To make this release relevant (and not just the desperate grab for cash that it actually is), Guitar Hero: On Tour Decades decides to mold itself around a theme. The theme they picked is decades, which means that you'll be tackling a few different songs from a series of rocking decades. The end result isn't all that different from your standard mix of rock songs, but I'll hand it to Activision for coming up with a compelling list of songs that in theory are a lot of fun to play. In truth this is nothing more than a full-priced expansion pack, but it has enough good songs to warrant a look if you were a fan of the first game.
The game starts you out in the "Modern" decade, which means that you'll have the pleasure of playing everything from Paramore's Crushcrushcrush to Dirty Little Secret by All American Rejects. From there you are transported to the 2000s. Wait a minute, wouldn't the 2000s be modern? We aren't even out of the 00s, so how can there be anything more modern than this? They explain this away by having you play slightly dated songs like the Red Hot Chili Pepper's Can't Stop (2003) and Jimmy Eat World's The Middle (2001). Sure those songs are slightly older, but it's not like that All American Rejects song came out long after the Red Hot Chili Pepper's cut. At most there's a two year difference, hardly enough to warrant two different sections.

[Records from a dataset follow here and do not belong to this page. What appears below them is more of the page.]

//! Axis-aligned bounding boxes.

use glam::{Mat4, Vec3};

/// Axis-aligned bounding box in 3D.
#[derive(Debug, Clone, Copy, PartialEq)]
pub struct Aabb {
    /// Minimum corner.
    pub min: Vec3,
    /// Maximum corner.
    pub max: Vec3,
}

impl Default for Aabb {
    fn default() -> Self {
        Self::EMPTY
    }
}

impl Aabb {
    /// A box containing nothing; extending it by a point yields that point.
    pub const EMPTY: Self = Self {
        min: Vec3::splat(f32::INFINITY),
        max: Vec3::splat(f32::NEG_INFINITY),
    };

    /// Box from explicit corners.
    #[must_use]
    pub fn new(min: Vec3, max: Vec3) -> Self {
        Self { min, max }
    }

    /// Smallest box containing every point.
    pub fn from_points(points: impl IntoIterator<Item = Vec3>) -> Self {
        let mut bounds = Self::EMPTY;
        for p in points {
            bounds.extend(p);
        }
        bounds
    }

    /// True when no point has been added.
    #[must_use]
    pub fn is_empty(&self) -> bool {
        self.min.cmpgt(self.max).any()
    }

    /// Grow to include `point`.
    pub fn extend(&mut self, point: Vec3) {
        self.min = self.min.min(point);
        self.max = self.max.max(point);
    }

    /// Grow to include `other`.
    pub fn union(&mut self, other: &Self) {
        if !other.is_empty() {
            self.extend(other.min);
            self.extend(other.max);
        }
    }

    /// Per-axis extent; zero for an empty box.
    #[must_use]
    pub fn size(&self) -> Vec3 {
        if self.is_empty() {
            Vec3::ZERO
        } else {
            self.max - self.min
        }
    }

    /// Midpoint; the origin for an empty box.
    #[must_use]
    pub fn center(&self) -> Vec3 {
        if self.is_empty() {
            Vec3::ZERO
        } else {
            (self.min + self.max) * 0.5
        }
    }

    /// Largest of the three extents.
    #[must_use]
    pub fn max_dimension(&self) -> f32 {
        self.size().max_element()
    }

    /// Bounds of this box's eight corners after `transform`.
    #[must_use]
    pub fn transformed(&self, transform: Mat4) -> Self {
        if self.is_empty() {
            return *self;
        }
        Self::from_points((0..8).map(|i| {
            let corner = Vec3::new(
                if i & 1 == 0 { self.min.x } else { self.max.x },
                if i & 2 == 0 { self.min.y } else { self.max.y },
                if i & 4 == 0 { self.min.z } else { self.max.z },
            );
            transform.transform_point3(corner)
        }))
    }
}

#[cfg(test)]
mod tests {
    use super::*;

    #[test]
    fn empty_box_has_no_extent() {
        assert!(Aabb::EMPTY.is_empty());
        assert_eq!(Aabb::EMPTY.size(), Vec3::ZERO);
        assert_eq!(Aabb::EMPTY.max_dimension(), 0.0);
    }

    #[test]
    fn from_points_spans_inputs() {
        let b = Aabb::from_points([
            Vec3::new(1.0, -2.0, 0.5),
            Vec3::new(-1.0, 3.0, 0.0),
        ]);
        assert_eq!(b.min, Vec3::new(-1.0, -2.0, 0.0));
        assert_eq!(b.max, Vec3::new(1.0, 3.0, 0.5));
        assert_eq!(b.max_dimension(), 5.0);
        assert_eq!(b.center(), Vec3::new(0.0, 0.5, 0.25));
    }

    #[test]
    fn single_point_is_not_empty_but_degenerate() {
        let b = Aabb::from_points([Vec3::ONE]);
        assert!(!b.is_empty());
        assert_eq!(b.max_dimension(), 0.0);
    }

    #[test]
    fn transformed_box_follows_translation_and_scale() {
        let b = Aabb::new(Vec3::splat(-1.0), Vec3::splat(1.0));
        let t = Mat4::from_scale_rotation_translation(
            Vec3::splat(2.0),
            glam::Quat::IDENTITY,
            Vec3::new(10.0, 0.0, 0.0),
        );
        let moved = b.transformed(t);
        assert!(moved.min.abs_diff_eq(Vec3::new(8.0, -2.0, -2.0), 1e-5));
        assert!(moved.max.abs_diff_eq(Vec3::new(12.0, 2.0, 2.0), 1e-5));
    }

    #[test]
    fn union_ignores_empty_boxes() {
        let mut b = Aabb::new(Vec3::ZERO, Vec3::ONE);
        b.union(&Aabb::EMPTY);
        assert_eq!(b, Aabb::new(Vec3::ZERO, Vec3::ONE));
    }
}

But I digress, from the 2000s we (predictably) head to the 1990s, where you'll find Blind Melon's No Rain, Stop Temple Pilot's Down and Weezer's Buddy Holly. From there it's just a short jump down to the 1980s, which is where you'll find Bon Jovi's You Give Love A Bad Name, Los Lobos' La Bamba (the cover done for the 1987 movie) and R.E.M.'s The One I Love. And if you can complete all those songs, you'll finally hit the hardest section of them all, the 1970s. In this section we get such classics as One Way or Another by Blondie, Boston's Rock and Roll Band and a live version of Sweet Home Alabama by Lynyrd Skynyrd. All together there are more than two dozen songs, including a couple of bonus tracks that you'll wish were either on Guitar Hero: World Tour or Rock Band 2.
While the track list is solid (light years ahead of what we got five months ago in the original Guitar Hero: on Tour), there was something curious about it that kept nagging me as I played it. It wasn't until I got to the end that I realized that I owned most of these songs in Rock Band. Not necessarily Rock Band 1 or 2, but a combination of the two, as well as the downloadable content I've bought over the last year. Not that there's anything wrong with that, but after counting the songs I found that more than half of the tracks appear in other games ... where they are infinitely more fun to play.
Aside from the game's use of decades, Guitar Hero: On Tour hasn't really changed. Not that you would expect it to go through some magnificent transformation, this "sequel" is coming out mere months after the first game and not trying to reinvent the wheel. At best you get new songs, guitars and venues to play in (each of them based on whatever era you're playing in). But for those like me who had problems with the game the first time around, none of the problems have been addressed in this expansion pack.